## How to complete this task
Please repeat all of the records, keeping every word unchanged.

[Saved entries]
──────────
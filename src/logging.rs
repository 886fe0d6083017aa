//! Runtime logging routed into the in-UI log drawer.
//!
//! Records go through the `log` facade and are buffered by `tui-logger`,
//! whose own thread moves them into the drawer. Nothing is written to the
//! terminal while the panel owns the screen.

use std::sync::Once;

use log::LevelFilter;

static INIT: Once = Once::new();

/// Install the logger. Later calls only adjust the default level.
pub fn initialize(level: LevelFilter) {
	INIT.call_once(|| {
		if tui_logger::init_logger(LevelFilter::Trace).is_err() {
			// Another logger is already installed (e.g. by an embedding host).
			return;
		}
		log::debug!("logger initialised");
	});
	tui_logger::set_default_level(level);
}

/// Parse a level name from configuration.
#[must_use]
pub fn parse_level(name: &str) -> Option<LevelFilter> {
	name.trim().parse().ok()
}
//! Logical output of one render pass.

use super::rows::RowView;
use super::state::StateKind;

/// Everything the panel shows for one snapshot, independent of terminal size.
#[derive(Debug, Clone, PartialEq)]
pub enum RenderedView<'a> {
	Searching {
		status: &'a str,
	},
	Error {
		title: &'a str,
		/// The upstream message, verbatim.
		message: &'a str,
	},
	Empty {
		title: &'a str,
		tips: &'a [String],
	},
	Populated {
		title: &'a str,
		rows: Vec<RowView<'a>>,
	},
}

impl RenderedView<'_> {
	#[must_use]
	pub fn kind(&self) -> StateKind {
		match self {
			Self::Searching { .. } => StateKind::Searching,
			Self::Error { .. } => StateKind::Error,
			Self::Empty { .. } => StateKind::Empty,
			Self::Populated { .. } => StateKind::Populated,
		}
	}

	/// Rows of the populated state; empty for every other state.
	#[must_use]
	pub fn rows(&self) -> &[RowView<'_>] {
		match self {
			Self::Populated { rows, .. } => rows,
			_ => &[],
		}
	}
}
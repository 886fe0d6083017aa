use std::path::PathBuf;
use std::time::Duration;

use serde::Deserialize;

use crate::cli::CliArgs;

/// `[feed]` values: where snapshots come from when running standalone.
#[derive(Debug, Clone, Default, Deserialize)]
#[serde(default)]
pub(super) struct FeedSection {
	pub(super) fixture: Option<PathBuf>,
	pub(super) search_delay_ms: Option<u64>,
}

pub(super) struct FeedResolution {
	pub(super) fixture: Option<PathBuf>,
	pub(super) search_delay: Duration,
}

impl FeedSection {
	pub(super) fn apply_cli_overrides(&mut self, cli: &CliArgs) {
		if let Some(fixture) = cli.fixture.clone() {
			self.fixture = Some(fixture);
		}
		if let Some(delay) = cli.search_delay_ms {
			self.search_delay_ms = Some(delay);
		}
	}

	pub(super) fn finalize(self) -> FeedResolution {
		FeedResolution {
			fixture: self.fixture,
			search_delay: Duration::from_millis(self.search_delay_ms.unwrap_or(0)),
		}
	}
}
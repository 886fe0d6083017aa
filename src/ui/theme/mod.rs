//! Color themes for the terminal panel.

mod builtins;
mod types;

pub use builtins::{LIGHT, SLATE, SOLARIZED};
pub use types::{Theme, ThemeDefinition};

use builtins::{BUILT_IN_DEFINITIONS, DEFAULT_NAME};

/// Return the theme used when none is configured.
#[must_use]
pub fn default_theme() -> Theme {
	SLATE
}

impl Default for Theme {
	fn default() -> Self {
		default_theme()
	}
}

/// Return the built-in theme definitions.
#[must_use]
pub fn builtin_themes() -> &'static [ThemeDefinition] {
	BUILT_IN_DEFINITIONS
}

fn normalize_name(name: &str) -> String {
	name.trim().to_ascii_lowercase()
}

/// Lookup a theme by case-insensitive name or alias.
#[must_use]
pub fn by_name(name: &str) -> Option<Theme> {
	let normalized = normalize_name(name);
	BUILT_IN_DEFINITIONS
		.iter()
		.find(|definition| definition.matches(&normalized))
		.map(|definition| definition.theme)
}

/// Return the canonical theme names, sorted.
#[must_use]
pub fn names() -> Vec<&'static str> {
	let mut names: Vec<_> = BUILT_IN_DEFINITIONS.iter().map(|d| d.name).collect();
	names.sort_unstable();
	names
}

/// Name of the default theme.
#[must_use]
pub fn default_name() -> &'static str {
	DEFAULT_NAME
}
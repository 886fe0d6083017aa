use std::path::PathBuf;

use foodpanel::ui::theme;
use serde::Deserialize;

use crate::cli::CliArgs;

/// `[ui]` values prior to validation.
#[derive(Debug, Clone, Default, Deserialize)]
#[serde(default)]
pub(super) struct UiSection {
	pub(super) theme: Option<String>,
	pub(super) labels: Option<PathBuf>,
	pub(super) exit_on_select: Option<bool>,
	pub(super) show_logs: Option<bool>,
}

pub(super) struct UiResolution {
	pub(super) theme: String,
	pub(super) labels: Option<PathBuf>,
	pub(super) exit_on_select: bool,
	pub(super) show_logs: bool,
}

impl UiSection {
	pub(super) fn apply_cli_overrides(&mut self, cli: &CliArgs) {
		if let Some(theme) = cli.theme.clone() {
			self.theme = Some(theme);
		}
		if let Some(labels) = cli.labels.clone() {
			self.labels = Some(labels);
		}
		if let Some(exit) = cli.exit_on_select {
			self.exit_on_select = Some(exit);
		}
		if cli.show_logs {
			self.show_logs = Some(true);
		}
	}

	pub(super) fn finalize(self) -> UiResolution {
		UiResolution {
			theme: self
				.theme
				.unwrap_or_else(|| theme::default_name().to_string()),
			labels: self.labels,
			exit_on_select: self.exit_on_select.unwrap_or(true),
			show_logs: self.show_logs.unwrap_or(false),
		}
	}
}
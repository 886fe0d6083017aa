//! Widgets shared by the terminal front-end.

/// Result panel drawing and row layout.
pub mod panel;
/// Scrollbar for overflowing row lists.
pub mod scrollbar;

pub use panel::{PanelContext, PanelFrame, render_panel};
pub use scrollbar::{point_in_rect, render_scrollbar};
──────────
## Solution
filename src/logging.rs
repository 886fe0d6083017aa
//! Runtime logging routed into the in-UI log drawer.
//!
//! Records go through the `log` facade and are buffered by `tui-logger`,
//! whose own thread moves them into the drawer. Nothing is written to the
//! terminal while the panel owns the screen.

use std::sync::Once;

use log::LevelFilter;

static INIT: Once = Once::new();

/// Install the logger. Later calls only adjust the default level.
pub fn initialize(level: LevelFilter) {
	INIT.call_once(|| {
		if tui_logger::init_logger(LevelFilter::Trace).is_err() {
			// Another logger is already installed (e.g. by an embedding host).
			return;
		}
		log::debug!("logger initialised");
	});
	tui_logger::set_default_level(level);
}

/// Parse a level name from configuration.
#[must_use]
pub fn parse_level(name: &str) -> Option<LevelFilter> {
	name.trim().parse().ok()
}
//! Logical output of one render pass.

use super::rows::RowView;
use super::state::StateKind;

/// Everything the panel shows for one snapshot, independent of terminal size.
#[derive(Debug, Clone, PartialEq)]
pub enum RenderedView<'a> {
	Searching {
		status: &'a str,
	},
	Error {
		title: &'a str,
		/// The upstream message, verbatim.
		message: &'a str,
	},
	Empty {
		title: &'a str,
		tips: &'a [String],
	},
	Populated {
		title: &'a str,
		rows: Vec<RowView<'a>>,
	},
}

impl RenderedView<'_> {
	#[must_use]
	pub fn kind(&self) -> StateKind {
		match self {
			Self::Searching { .. } => StateKind::Searching,
			Self::Error { .. } => StateKind::Error,
			Self::Empty { .. } => StateKind::Empty,
			Self::Populated { .. } => StateKind::Populated,
		}
	}

	/// Rows of the populated state; empty for every other state.
	#[must_use]
	pub fn rows(&self) -> &[RowView<'_>] {
		match self {
			Self::Populated { rows, .. } => rows,
			_ => &[],
		}
	}
}
repository 886fe0d6083017aa
use std::path::PathBuf;
use std::time::Duration;

use serde::Deserialize;

use crate::cli::CliArgs;

/// `[feed]` values: where snapshots come from when running standalone.
#[derive(Debug, Clone, Default, Deserialize)]
#[serde(default)]
pub(super) struct FeedSection {
	pub(super) fixture: Option<PathBuf>,
	pub(super) search_delay_ms: Option<u64>,
}

pub(super) struct FeedResolution {
	pub(super) fixture: Option<PathBuf>,
	pub(super) search_delay: Duration,
}

impl FeedSection {
	pub(super) fn apply_cli_overrides(&mut self, cli: &CliArgs) {
		if let Some(fixture) = cli.fixture.clone() {
			self.fixture = Some(fixture);
		}
		if let Some(delay) = cli.search_delay_ms {
			self.search_delay_ms = Some(delay);
		}
	}

	pub(super) fn finalize(self) -> FeedResolution {
		FeedResolution {
			fixture: self.fixture,
			search_delay: Duration::from_millis(self.search_delay_ms.unwrap_or(0)),
		}
	}
}
repository 886fe0d6083017aa
filename src/ui/theme/mod.rs
//! Color themes for the terminal panel.

mod builtins;
mod types;

pub use builtins::{LIGHT, SLATE, SOLARIZED};
pub use types::{Theme, ThemeDefinition};

use builtins::{BUILT_IN_DEFINITIONS, DEFAULT_NAME};

/// Return the theme used when none is configured.
#[must_use]
pub fn default_theme() -> Theme {
	SLATE
}

impl Default for Theme {
	fn default() -> Self {
		default_theme()
	}
}

/// Return the built-in theme definitions.
#[must_use]
pub fn builtin_themes() -> &'static [ThemeDefinition] {
	BUILT_IN_DEFINITIONS
}

fn normalize_name(name: &str) -> String {
	name.trim().to_ascii_lowercase()
}

/// Lookup a theme by case-insensitive name or alias.
#[must_use]
pub fn by_name(name: &str) -> Option<Theme> {
	let normalized = normalize_name(name);
	BUILT_IN_DEFINITIONS
		.iter()
		.find(|definition| definition.matches(&normalized))
		.map(|definition| definition.theme)
}

/// Return the canonical theme names, sorted.
#[must_use]
pub fn names() -> Vec<&'static str> {
	let mut names: Vec<_> = BUILT_IN_DEFINITIONS.iter().map(|d| d.name).collect();
	names.sort_unstable();
	names
}

/// Name of the default theme.
#[must_use]
pub fn default_name() -> &'static str {
	DEFAULT_NAME
}
repository 886fe0d6083017aa
use std::path::PathBuf;

use foodpanel::ui::theme;
use serde::Deserialize;

use crate::cli::CliArgs;

/// `[ui]` values prior to validation.
#[derive(Debug, Clone, Default, Deserialize)]
#[serde(default)]
pub(super) struct UiSection {
	pub(super) theme: Option<String>,
	pub(super) labels: Option<PathBuf>,
	pub(super) exit_on_select: Option<bool>,
	pub(super) show_logs: Option<bool>,
}

pub(super) struct UiResolution {
	pub(super) theme: String,
	pub(super) labels: Option<PathBuf>,
	pub(super) exit_on_select: bool,
	pub(super) show_logs: bool,
}

impl UiSection {
	pub(super) fn apply_cli_overrides(&mut self, cli: &CliArgs) {
		if let Some(theme) = cli.theme.clone() {
			self.theme = Some(theme);
		}
		if let Some(labels) = cli.labels.clone() {
			self.labels = Some(labels);
		}
		if let Some(exit) = cli.exit_on_select {
			self.exit_on_select = Some(exit);
		}
		if cli.show_logs {
			self.show_logs = Some(true);
		}
	}

	pub(super) fn finalize(self) -> UiResolution {
		UiResolution {
			theme: self
				.theme
				.unwrap_or_else(|| theme::default_name().to_string()),
			labels: self.labels,
			exit_on_select: self.exit_on_select.unwrap_or(true),
			show_logs: self.show_logs.unwrap_or(false),
		}
	}
}
repository 886fe0d6083017aa
//! Widgets shared by the terminal front-end.

/// Result panel drawing and row layout.
pub mod panel;
/// Scrollbar for overflowing row lists.
pub mod scrollbar;

pub use panel::{PanelContext, PanelFrame, render_panel};
pub use scrollbar::{point_in_rect, render_scrollbar};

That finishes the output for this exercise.